Nein, es wurde durchgezogen und am besten sollte Agnes ihren Kopf hinhalten. Daria schloss für einen Moment die Augen und atmete tief ein. Einen Augenblick lang hoffte Agnes, dass sie dem Sekundenschlaf zum Opfer gefallen war, aber dann machte sie wieder die vor Müdigkeit schreienden Augen auf und sagte: "Nein. Kein Versuchsobjekt. Tu es einfach und stelle keine weiteren Fragen."
"Nein", sagte Agnes schlicht.
"Wie nein? Was heißt hier nein?", polterte Daria.
"Das heißt, dass ich nicht dein Versuchskaninchen spielen werde. Und ich werde auch nicht dein Sündenbock sein. Ich steige aus. Mach, was du willst", sagte Agnes, knallte ihre Schutzbrille auf den Boden und lief mit großen Schritten zur Tür. Sowie sie diese aufriss, verklangen die Geräusche aus der Röhre und das Bild erlosch. Die Röhre leuchtete wieder in diesigem Rot vor sich hin.

Noël wollte sich gerade von der Wohnung mit der Nummer 11 entfernen, da wurde die Tür aufgerissen und eine kleine, schmale Frau mit dunkelbraunen Haaren, die zu einem Dutt gebunden waren, kam heraus gestürmt. Ohne ihn eines Blicks zu würdigen und ohne zu grüßen verließ sie eilig das Haus. Einen kurzen Blick konnte er in das Innere der Wohnung erhaschen, dann wurde sie mit Schwung zugeknallt. Hatte er da gerade richtig gesehen?
Da war eine große, rot leuchtende Röhre gewesen. Weihnachten stand ja an und vielleicht... war das ein Teil der Dekoration? Was sollte es denn darstellen? Einen Kamin auf gar keinen Fall, denn ein Kamin leuchtete nicht.

Noël starrte die geschlossene Tür an und mit jeder Sekunde, die verstrich, wurde er zusehends unsicherer, ob er gerade richtig gesehen hatte oder ob ihm nur seine Wahrnehmung einen Streich spielte.Er rieb sich die Augen und schaute nochmal zur Tür. Ganz normal lag sie da vor ihm, wie die anderen Türen auch. Ganz unscheinbar.

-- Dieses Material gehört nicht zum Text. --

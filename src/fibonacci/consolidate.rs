//! Linking and consolidation of the root ring
//!
//! After an extraction the root ring may hold many trees. Consolidation
//! links roots of equal degree (the larger key becomes a child of the
//! smaller) until every root degree is distinct, then rebuilds the ring and
//! the minimum pointer from the degree table.

use super::FibonacciHeap;
use crate::degree::{checked_increment, max_degree_bound};
use crate::storage::NodeKey;
use smallvec::{smallvec, SmallVec};

/// Degree tables up to this size stay on the stack; covers heaps of
/// roughly φ³² ≈ 4.9 million nodes.
const INLINE_DEGREES: usize = 32;

impl<K: Ord, V> FibonacciHeap<K, V> {
    /// Makes `child` a child of `parent`. Both must be roots.
    pub(super) fn link(&mut self, child: NodeKey, parent: NodeKey) {
        self.ring_remove(child);
        {
            let c = &mut self.nodes[child];
            c.parent = Some(parent);
            c.marked = false;
        }
        match self.nodes[parent].child {
            Some(first) => self.ring_insert(first, child),
            None => self.nodes[parent].child = Some(child),
        }
        let p = &mut self.nodes[parent];
        p.degree = checked_increment(p.degree);
    }

    /// Links equal-degree roots until all root degrees are distinct.
    ///
    /// `self.min` must point at some member of the root ring, not
    /// necessarily the minimum; it is recomputed from scratch.
    pub(super) fn consolidate(&mut self) {
        let Some(start) = self.min else {
            return;
        };

        // Linking unlinks roots from the ring, so walk a snapshot instead
        let roots = self.ring_members(start);
        let bound = max_degree_bound(self.len);
        let mut table: SmallVec<[Option<NodeKey>; INLINE_DEGREES]> = smallvec![None; bound + 1];
        let mut links = 0usize;

        for root in roots.iter().copied() {
            let mut x = root;
            let mut d = self.nodes[x].degree as usize;
            loop {
                if d >= table.len() {
                    table.resize(d + 1, None);
                }
                match table[d].take() {
                    None => {
                        table[d] = Some(x);
                        break;
                    }
                    Some(mut y) => {
                        if self.nodes[y].key < self.nodes[x].key {
                            std::mem::swap(&mut x, &mut y);
                        }
                        self.link(y, x);
                        links += 1;
                        d += 1;
                    }
                }
            }
        }

        self.min = None;
        for root in table.into_iter().flatten() {
            let r = &mut self.nodes[root];
            r.left = root;
            r.right = root;
            self.add_root(root);
        }

        log::trace!(
            "consolidated {} roots into {} with {} links (degree bound {})",
            roots.len(),
            roots.len() - links,
            links,
            bound
        );
    }
}
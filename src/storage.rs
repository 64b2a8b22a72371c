//! Arena storage for heap nodes
//!
//! Every node record lives in a single [`SlotMap`], and every structural
//! reference between nodes (parent, child, left and right siblings) is a
//! [`NodeKey`] into that arena rather than a pointer. This keeps the cyclic
//! sibling rings and the parent back-links free of ownership cycles.
//!
//! # Generational keys
//!
//! `slotmap` keys carry a generation counter. Once a node is destroyed its
//! key never resolves again, even after the slot has been reused for a new
//! node, so a stale caller handle is always detected instead of silently
//! aliasing another element.
//!
//! The store performs no structural policy: it allocates and frees records
//! and nothing else. Callers must unlink a node from every ring before
//! destroying it.

use slotmap::{new_key_type, SlotMap};
use std::ops::{Index, IndexMut};

new_key_type! {
    /// Generational index of a node slot in a [`NodeStore`]
    pub struct NodeKey;
}

/// Growable arena of node records addressed by [`NodeKey`]
#[derive(Debug)]
pub(crate) struct NodeStore<N> {
    slots: SlotMap<NodeKey, N>,
}

impl<N> NodeStore<N> {
    pub(crate) fn new() -> Self {
        Self {
            slots: SlotMap::with_key(),
        }
    }

    pub(crate) fn with_capacity(capacity: usize) -> Self {
        Self {
            slots: SlotMap::with_capacity_and_key(capacity),
        }
    }

    /// Allocates a record; `init` receives the key the record will live at,
    /// which lets a node point its sibling links at itself.
    pub(crate) fn create_with(&mut self, init: impl FnOnce(NodeKey) -> N) -> NodeKey {
        self.slots.insert_with_key(init)
    }

    /// Releases a record and returns its contents.
    ///
    /// # Panics
    ///
    /// Panics if `key` is stale. Only internal, invariant-guaranteed keys may
    /// be passed here; caller handles are validated with [`contains`] first.
    ///
    /// [`contains`]: NodeStore::contains
    pub(crate) fn destroy(&mut self, key: NodeKey) -> N {
        match self.slots.remove(key) {
            Some(node) => node,
            None => panic!("node store: destroy of stale key {key:?}"),
        }
    }

    pub(crate) fn contains(&self, key: NodeKey) -> bool {
        self.slots.contains_key(key)
    }

    pub(crate) fn get(&self, key: NodeKey) -> Option<&N> {
        self.slots.get(key)
    }

    pub(crate) fn get_mut(&mut self, key: NodeKey) -> Option<&mut N> {
        self.slots.get_mut(key)
    }

    pub(crate) fn len(&self) -> usize {
        self.slots.len()
    }

    pub(crate) fn reserve(&mut self, additional: usize) {
        self.slots.reserve(additional);
    }

    pub(crate) fn clear(&mut self) {
        self.slots.clear();
    }

    pub(crate) fn values(&self) -> impl Iterator<Item = &N> {
        self.slots.values()
    }

    /// Empties the store, yielding every record with the key it lived at.
    pub(crate) fn drain(&mut self) -> impl Iterator<Item = (NodeKey, N)> + '_ {
        self.slots.drain()
    }
}

impl<N> Index<NodeKey> for NodeStore<N> {
    type Output = N;

    #[inline]
    fn index(&self, key: NodeKey) -> &N {
        &self.slots[key]
    }
}

impl<N> IndexMut<NodeKey> for NodeStore<N> {
    #[inline]
    fn index_mut(&mut self, key: NodeKey) -> &mut N {
        &mut self.slots[key]
    }
}
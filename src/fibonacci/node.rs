use crate::degree::Degree;
use crate::storage::NodeKey;

/// One tree vertex.
///
/// Ownership runs downward through `child`; `parent` is a back-link used
/// only by cuts. `left`/`right` thread the node into a circular sibling
/// ring (the root ring or its parent's child ring) and point at the node
/// itself when it is alone.
#[derive(Debug)]
pub(crate) struct Node<K, V> {
    pub(crate) key: K,
    pub(crate) value: V,
    pub(crate) degree: Degree,
    /// Lost a child since it last became a child; always false on roots.
    pub(crate) marked: bool,
    pub(crate) parent: Option<NodeKey>,
    pub(crate) child: Option<NodeKey>,
    pub(crate) left: NodeKey,
    pub(crate) right: NodeKey,
}

impl<K, V> Node<K, V> {
    /// A fresh singleton node living at `at`.
    pub(crate) fn singleton(at: NodeKey, key: K, value: V) -> Self {
        Node {
            key,
            value,
            degree: 0,
            marked: false,
            parent: None,
            child: None,
            left: at,
            right: at,
        }
    }
}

Am besten, er beließ es dabei. Er versuchte gar nicht erst, für das seltsame Verhalten der Frau eine Erklärung zu finden, sondern machte sich auf den Weg durchs Treppenhaus. Das hier war ja schon komisch, aber es lagen noch einige Wohnungen vor ihm. Was wohl noch alles geschehen würde?